文目はメロスの時と同じ青い鳥文庫の短編集を手に取って桜児に見せる。

「くもの糸、ど、どこはる?」

あおはるみたいに言うな。文目は思いとどまる。

「とししゅんって読むの。中国の若者のお話よ。」

「良いな!名前もカッコいいし!それ読もう!」


桜児は差し出された本を手に取り、颯爽とソファ席に戻る。

席に戻っても桜児は座らずに本を透かすように見ている。

「さぁ、それ読んで勉強に戻りましょう?」

おう!、と桜児は元気よく答え、すっと文目の横に座る。

「ちょっと、なんでこっち?」

無遠慮にも隣に座って来た桜児に、異議を唱える。

「だって、向かい合ってたら声が大きくなるだろ?ここ図書館だぜ?」

さっきの自分のことは棚に上げて、どや顔で文目を見る桜児。

「それに、もう怒られるの嫌だし。」

こっちが本音だろう。しかし桜児の他意の無いことを感じた文目は、素直に従う。


「じゃあ早速読もうぜ!」

隣同士でも関係ない桜児の声量に、司書さんの目線を感じた。


ーある春の日ぐれです。

唐の都洛陽の西野門の下に、ぼんやり空をあおいでいる、一人のわか者がありました。

わか者は名は杜子春といって、もとは金持ちのむすこでしたが、いまは財産をつかいつくして、その日のくらしにもこまるくらい、あわれな身分になっているのです。
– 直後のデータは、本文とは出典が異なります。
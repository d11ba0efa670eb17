//! Cell signatures: contribution building, encoding, and fingerprinting.
//!
//! For a cell `(u, v)` the refinement looks at the multiset of ordered color
//! pairs `{ (A[u,w], A[w,v]) : w ∈ Ω }`. Each pair is packed into a single
//! integer key, the key sequence is sorted (the sort is the canonicalisation:
//! same multiset, same sorted sequence), and the result is reduced to a
//! domain-separated SHA-256 fingerprint with length prefixing, so identical
//! fingerprints can be taken as identical multisets.
//!
//! # Citations
//! - Weisfeiler & Leman, "A reduction of a graph to a canonical form and an
//!   algebra arising during this reduction" (1968)
//! - Babel, Chuvaeva, Klin & Pasechnik, "Program implementation of the
//!   Weisfeiler-Leman algorithm" (1997): packed pair keys, per-cell sort
//! - Domain separation & length prefixing: Bernstein et al., "How to hash
//!   into elliptic curves" (2009)

use crate::matrix::{Color, ColorMatrix};
use serde::{Deserialize, Serialize};
use sha2::{Digest, Sha256};

/// Domain tag for cell signature fingerprints (version 1).
const DOMAIN_CELL_SIGNATURE: &[u8] = b"CELL_SIGNATURE_V1";

/// A 256-bit fingerprint of a cell signature.
///
/// Wraps a byte array for type safety. Two cells receive the same refined
/// color in a pass iff their fingerprints are equal.
#[repr(transparent)]
#[derive(Debug, Clone, Copy, PartialEq, Eq, Hash, PartialOrd, Ord, Serialize, Deserialize)]
#[serde(transparent)]
pub struct SignatureHash(pub [u8; 32]);

impl SignatureHash {
    /// Creates a fingerprint from a raw byte array.
    #[inline]
    pub const fn from_bytes(bytes: [u8; 32]) -> Self {
        Self(bytes)
    }

    /// Returns the raw byte array.
    #[inline]
    pub const fn as_bytes(&self) -> &[u8; 32] {
        &self.0
    }

    /// Computes SHA-256 of the given data with domain separation.
    ///
    /// The digest input is `b"WLR:" || domain || 8-byte LE length || data`.
    pub fn digest(domain: &[u8], data: &[u8]) -> Self {
        let mut hasher = Sha256::new();
        hasher.update(b"WLR:");
        hasher.update(domain);
        hasher.update((data.len() as u64).to_le_bytes());
        hasher.update(data);
        Self(hasher.finalize().into())
    }
}

impl std::fmt::Display for SignatureHash {
    fn fmt(&self, f: &mut std::fmt::Formatter<'_>) -> std::fmt::Result {
        write!(
            f,
            "SignatureHash({:02x}{:02x}{:02x}{:02x}…)",
            self.0[0], self.0[1], self.0[2], self.0[3]
        )
    }
}

/// Packs a contribution pair into a single integer key.
///
/// The encoding is `c₁·d + c₂`, a bijection between `{0,…,d-1}²` and
/// `{0,…,d²-1}`. With the palette ceiling `d < 2¹⁶` the product fits
/// comfortably in the 64-bit accumulator.
#[inline]
pub fn pack(c1: Color, c2: Color, palette_size: u32) -> u64 {
    c1.as_u32() as u64 * palette_size as u64 + c2.as_u32() as u64
}

/// Reusable per-call buffers for building cell signatures.
///
/// All storage is acquired once per refinement call; computing a signature
/// performs no allocation.
///
/// # Determinism
/// Keys are sorted ascending with duplicates kept, then serialised
/// little-endian behind the cell's current color, so the fingerprint is a
/// pure function of (current color, contribution multiset).
#[derive(Debug)]
pub struct SignatureBuilder {
    keys: Vec<u64>,
    bytes: Vec<u8>,
}

impl SignatureBuilder {
    /// Creates a builder for matrices of the given order.
    ///
    /// Returns `None` if the buffers cannot be reserved.
    pub fn with_order(order: usize) -> Option<Self> {
        let mut keys = Vec::new();
        keys.try_reserve_exact(order).ok()?;
        let mut bytes = Vec::new();
        // current color (4 bytes) + one 8-byte key per element of Ω
        bytes.try_reserve_exact(4 + 8 * order).ok()?;
        Some(Self { keys, bytes })
    }

    /// Computes the signature fingerprint of cell `(u, v)`.
    ///
    /// Enumerates `w ∈ Ω`, packing `(A[u,w], A[w,v])` with the current
    /// palette size, sorts, and digests. The cell's current color is folded
    /// in ahead of the keys; cells of different current colors therefore
    /// never collide, which makes each pass a refinement of the previous
    /// coloring by construction.
    pub fn cell_signature(
        &mut self,
        matrix: &ColorMatrix,
        palette_size: u32,
        u: usize,
        v: usize,
    ) -> SignatureHash {
        let n = matrix.order();
        let row_u = matrix.row(u);

        self.keys.clear();
        for w in 0..n {
            self.keys.push(pack(row_u[w], matrix.get(w, v), palette_size));
        }
        self.keys.sort_unstable();

        self.bytes.clear();
        self.bytes
            .extend_from_slice(&matrix.get(u, v).as_u32().to_le_bytes());
        for key in &self.keys {
            self.bytes.extend_from_slice(&key.to_le_bytes());
        }
        SignatureHash::digest(DOMAIN_CELL_SIGNATURE, &self.bytes)
    }
}

#[cfg(test)]
mod tests {
    use super::*;

    #[test]
    fn pack_is_bijective_for_small_palette() {
        let d = 5;
        let mut seen = std::collections::HashSet::new();
        for c1 in 0..d {
            for c2 in 0..d {
                let key = pack(Color::new(c1), Color::new(c2), d);
                assert!(key < (d as u64) * (d as u64));
                assert!(seen.insert(key), "key collision for ({c1}, {c2})");
            }
        }
    }

    #[test]
    fn signature_ignores_contribution_order() {
        // b is a conjugated by the transposition (2 3), which fixes 0 and 1:
        // cell (0,1) sees the same contribution multiset in a different
        // w-order and must fingerprint identically.
        let a = ColorMatrix::from_raw(4, &[0, 1, 2, 3, 1, 0, 3, 2, 2, 3, 0, 1, 3, 2, 1, 0]);
        let b = ColorMatrix::from_raw(4, &[0, 1, 3, 2, 1, 0, 2, 3, 3, 2, 0, 1, 2, 3, 1, 0]);
        let mut builder = SignatureBuilder::with_order(4).unwrap();
        let fp_a = builder.cell_signature(&a, 4, 0, 1);
        let fp_b = builder.cell_signature(&b, 4, 0, 1);
        assert_eq!(fp_a, fp_b);
    }

    #[test]
    fn signature_separates_current_color() {
        // Cells (0,1) and (0,2) see the identical contribution multiset
        // {(0,0), (0,1), (1,2)} but carry different current colors, so their
        // fingerprints must still differ.
        let m = ColorMatrix::from_raw(3, &[0, 0, 1, 0, 1, 0, 2, 2, 2]);
        let mut builder = SignatureBuilder::with_order(3).unwrap();
        let fp_01 = builder.cell_signature(&m, 3, 0, 1);
        let fp_02 = builder.cell_signature(&m, 3, 0, 2);
        assert_ne!(fp_01, fp_02);
    }

    #[test]
    fn signature_depends_on_palette_size() {
        // The packing bijection depends on d; mixing palette sizes must not
        // alias distinct pairs.
        let m = ColorMatrix::from_raw(2, &[0, 1, 1, 0]);
        let mut builder = SignatureBuilder::with_order(2).unwrap();
        let fp_d2 = builder.cell_signature(&m, 2, 0, 1);
        let fp_d3 = builder.cell_signature(&m, 3, 0, 1);
        assert_ne!(fp_d2, fp_d3);
    }

    #[test]
    fn digest_is_length_prefixed() {
        // Concatenation ambiguity: (b"ab", b"") and (b"a", b"b") under the
        // same domain must differ because the length is folded in.
        let one = SignatureHash::digest(b"T", b"ab");
        let two = SignatureHash::digest(b"Ta", b"b");
        assert_ne!(one, two);
    }
}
ー


「杜子春可哀そうだなぁ。名前はカッコいいのに。これ杜子春って名前なのか?苗字は?」

「同じ唐の時代に杜甫とか杜牧って詩人がいたから、たぶん杜が苗字で子春が名前じゃないかしら。」

「へぇー、春の子供か。なんか俺と似てるな!」


ーしかし杜子春はあいかわらず、門の壁に身をもたせて、ぼんやり空をながめていました。空には、もうほそい月が、うらうらとなびいた霞の中に、まるでつめのあとかと思うほど、かすかに白くうかんでいるのです。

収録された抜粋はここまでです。